■ Task requirements
From the first line to the last, copy the listing below word for word.
====== The data
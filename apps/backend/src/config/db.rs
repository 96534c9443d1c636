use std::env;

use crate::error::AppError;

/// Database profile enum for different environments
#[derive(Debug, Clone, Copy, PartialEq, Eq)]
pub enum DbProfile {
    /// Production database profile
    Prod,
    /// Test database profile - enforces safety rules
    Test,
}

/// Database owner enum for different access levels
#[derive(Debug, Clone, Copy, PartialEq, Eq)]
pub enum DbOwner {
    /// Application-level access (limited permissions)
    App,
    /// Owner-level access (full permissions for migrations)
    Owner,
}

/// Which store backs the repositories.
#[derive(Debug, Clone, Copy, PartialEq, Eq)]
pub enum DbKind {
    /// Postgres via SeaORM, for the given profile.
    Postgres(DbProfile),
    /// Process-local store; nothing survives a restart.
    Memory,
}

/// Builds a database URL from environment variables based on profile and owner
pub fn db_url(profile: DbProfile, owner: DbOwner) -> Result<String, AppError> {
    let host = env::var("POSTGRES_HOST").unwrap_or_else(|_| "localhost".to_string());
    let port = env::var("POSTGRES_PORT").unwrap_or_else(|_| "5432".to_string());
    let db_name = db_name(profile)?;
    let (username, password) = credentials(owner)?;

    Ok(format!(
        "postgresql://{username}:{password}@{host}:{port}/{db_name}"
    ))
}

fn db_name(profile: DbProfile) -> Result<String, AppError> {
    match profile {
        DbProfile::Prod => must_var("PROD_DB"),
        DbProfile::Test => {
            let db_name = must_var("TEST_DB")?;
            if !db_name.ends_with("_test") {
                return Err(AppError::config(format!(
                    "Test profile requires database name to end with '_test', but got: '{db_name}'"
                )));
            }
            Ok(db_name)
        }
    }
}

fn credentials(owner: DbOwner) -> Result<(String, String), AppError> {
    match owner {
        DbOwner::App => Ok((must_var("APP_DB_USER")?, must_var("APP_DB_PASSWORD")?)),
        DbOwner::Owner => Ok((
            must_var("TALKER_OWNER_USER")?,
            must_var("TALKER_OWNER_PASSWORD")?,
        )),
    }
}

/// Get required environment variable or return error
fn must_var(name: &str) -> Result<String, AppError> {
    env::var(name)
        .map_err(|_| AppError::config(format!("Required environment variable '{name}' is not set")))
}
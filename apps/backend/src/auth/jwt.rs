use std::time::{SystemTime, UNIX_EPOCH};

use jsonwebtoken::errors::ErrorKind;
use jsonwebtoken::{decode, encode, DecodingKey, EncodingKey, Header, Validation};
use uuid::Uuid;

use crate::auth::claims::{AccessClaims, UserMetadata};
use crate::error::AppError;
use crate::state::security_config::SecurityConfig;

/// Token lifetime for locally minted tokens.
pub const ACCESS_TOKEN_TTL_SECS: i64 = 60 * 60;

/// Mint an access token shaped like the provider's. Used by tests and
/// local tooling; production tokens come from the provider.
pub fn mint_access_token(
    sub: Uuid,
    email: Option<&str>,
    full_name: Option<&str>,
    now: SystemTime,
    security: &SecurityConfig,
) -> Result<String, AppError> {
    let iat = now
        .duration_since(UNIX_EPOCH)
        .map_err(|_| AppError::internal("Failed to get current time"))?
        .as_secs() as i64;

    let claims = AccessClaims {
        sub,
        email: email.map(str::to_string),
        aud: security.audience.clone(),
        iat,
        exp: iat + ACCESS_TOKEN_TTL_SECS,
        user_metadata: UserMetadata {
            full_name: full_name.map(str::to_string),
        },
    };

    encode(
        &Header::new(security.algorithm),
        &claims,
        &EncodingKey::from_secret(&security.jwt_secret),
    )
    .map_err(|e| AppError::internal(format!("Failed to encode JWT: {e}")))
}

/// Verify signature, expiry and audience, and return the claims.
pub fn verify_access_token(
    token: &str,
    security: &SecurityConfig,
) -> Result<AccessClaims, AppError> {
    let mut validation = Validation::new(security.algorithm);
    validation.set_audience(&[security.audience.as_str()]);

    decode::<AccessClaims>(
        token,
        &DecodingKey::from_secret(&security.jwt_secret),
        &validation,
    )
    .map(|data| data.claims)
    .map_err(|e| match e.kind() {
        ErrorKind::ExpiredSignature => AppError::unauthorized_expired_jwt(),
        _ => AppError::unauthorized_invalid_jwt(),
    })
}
============
■ Response to the exercise
filename apps/backend/src/config/db.rs
repository 96534c9443d1c636
use std::env;

use crate::error::AppError;

/// Database profile enum for different environments
#[derive(Debug, Clone, Copy, PartialEq, Eq)]
pub enum DbProfile {
    /// Production database profile
    Prod,
    /// Test database profile - enforces safety rules
    Test,
}

/// Database owner enum for different access levels
#[derive(Debug, Clone, Copy, PartialEq, Eq)]
pub enum DbOwner {
    /// Application-level access (limited permissions)
    App,
    /// Owner-level access (full permissions for migrations)
    Owner,
}

/// Which store backs the repositories.
#[derive(Debug, Clone, Copy, PartialEq, Eq)]
pub enum DbKind {
    /// Postgres via SeaORM, for the given profile.
    Postgres(DbProfile),
    /// Process-local store; nothing survives a restart.
    Memory,
}

/// Builds a database URL from environment variables based on profile and owner
pub fn db_url(profile: DbProfile, owner: DbOwner) -> Result<String, AppError> {
    let host = env::var("POSTGRES_HOST").unwrap_or_else(|_| "localhost".to_string());
    let port = env::var("POSTGRES_PORT").unwrap_or_else(|_| "5432".to_string());
    let db_name = db_name(profile)?;
    let (username, password) = credentials(owner)?;

    Ok(format!(
        "postgresql://{username}:{password}@{host}:{port}/{db_name}"
    ))
}

fn db_name(profile: DbProfile) -> Result<String, AppError> {
    match profile {
        DbProfile::Prod => must_var("PROD_DB"),
        DbProfile::Test => {
            let db_name = must_var("TEST_DB")?;
            if !db_name.ends_with("_test") {
                return Err(AppError::config(format!(
                    "Test profile requires database name to end with '_test', but got: '{db_name}'"
                )));
            }
            Ok(db_name)
        }
    }
}

fn credentials(owner: DbOwner) -> Result<(String, String), AppError> {
    match owner {
        DbOwner::App => Ok((must_var("APP_DB_USER")?, must_var("APP_DB_PASSWORD")?)),
        DbOwner::Owner => Ok((
            must_var("TALKER_OWNER_USER")?,
            must_var("TALKER_OWNER_PASSWORD")?,
        )),
    }
}

/// Get required environment variable or return error
fn must_var(name: &str) -> Result<String, AppError> {
    env::var(name)
        .map_err(|_| AppError::config(format!("Required environment variable '{name}' is not set")))
}
filename apps/backend/src/auth/jwt.rs
use std::time::{SystemTime, UNIX_EPOCH};

use jsonwebtoken::errors::ErrorKind;
use jsonwebtoken::{decode, encode, DecodingKey, EncodingKey, Header, Validation};
use uuid::Uuid;

use crate::auth::claims::{AccessClaims, UserMetadata};
use crate::error::AppError;
use crate::state::security_config::SecurityConfig;

/// Token lifetime for locally minted tokens.
pub const ACCESS_TOKEN_TTL_SECS: i64 = 60 * 60;

/// Mint an access token shaped like the provider's. Used by tests and
/// local tooling; production tokens come from the provider.
pub fn mint_access_token(
    sub: Uuid,
    email: Option<&str>,
    full_name: Option<&str>,
    now: SystemTime,
    security: &SecurityConfig,
) -> Result<String, AppError> {
    let iat = now
        .duration_since(UNIX_EPOCH)
        .map_err(|_| AppError::internal("Failed to get current time"))?
        .as_secs() as i64;

    let claims = AccessClaims {
        sub,
        email: email.map(str::to_string),
        aud: security.audience.clone(),
        iat,
        exp: iat + ACCESS_TOKEN_TTL_SECS,
        user_metadata: UserMetadata {
            full_name: full_name.map(str::to_string),
        },
    };

    encode(
        &Header::new(security.algorithm),
        &claims,
        &EncodingKey::from_secret(&security.jwt_secret),
    )
    .map_err(|e| AppError::internal(format!("Failed to encode JWT: {e}")))
}

/// Verify signature, expiry and audience, and return the claims.
pub fn verify_access_token(
    token: &str,
    security: &SecurityConfig,
) -> Result<AccessClaims, AppError> {
    let mut validation = Validation::new(security.algorithm);
    validation.set_audience(&[security.audience.as_str()]);

    decode::<AccessClaims>(
        token,
        &DecodingKey::from_secret(&security.jwt_secret),
        &validation,
    )
    .map(|data| data.claims)
    .map_err(|e| match e.kind() {
        ErrorKind::ExpiredSignature => AppError::unauthorized_expired_jwt(),
        _ => AppError::unauthorized_invalid_jwt(),
    })
}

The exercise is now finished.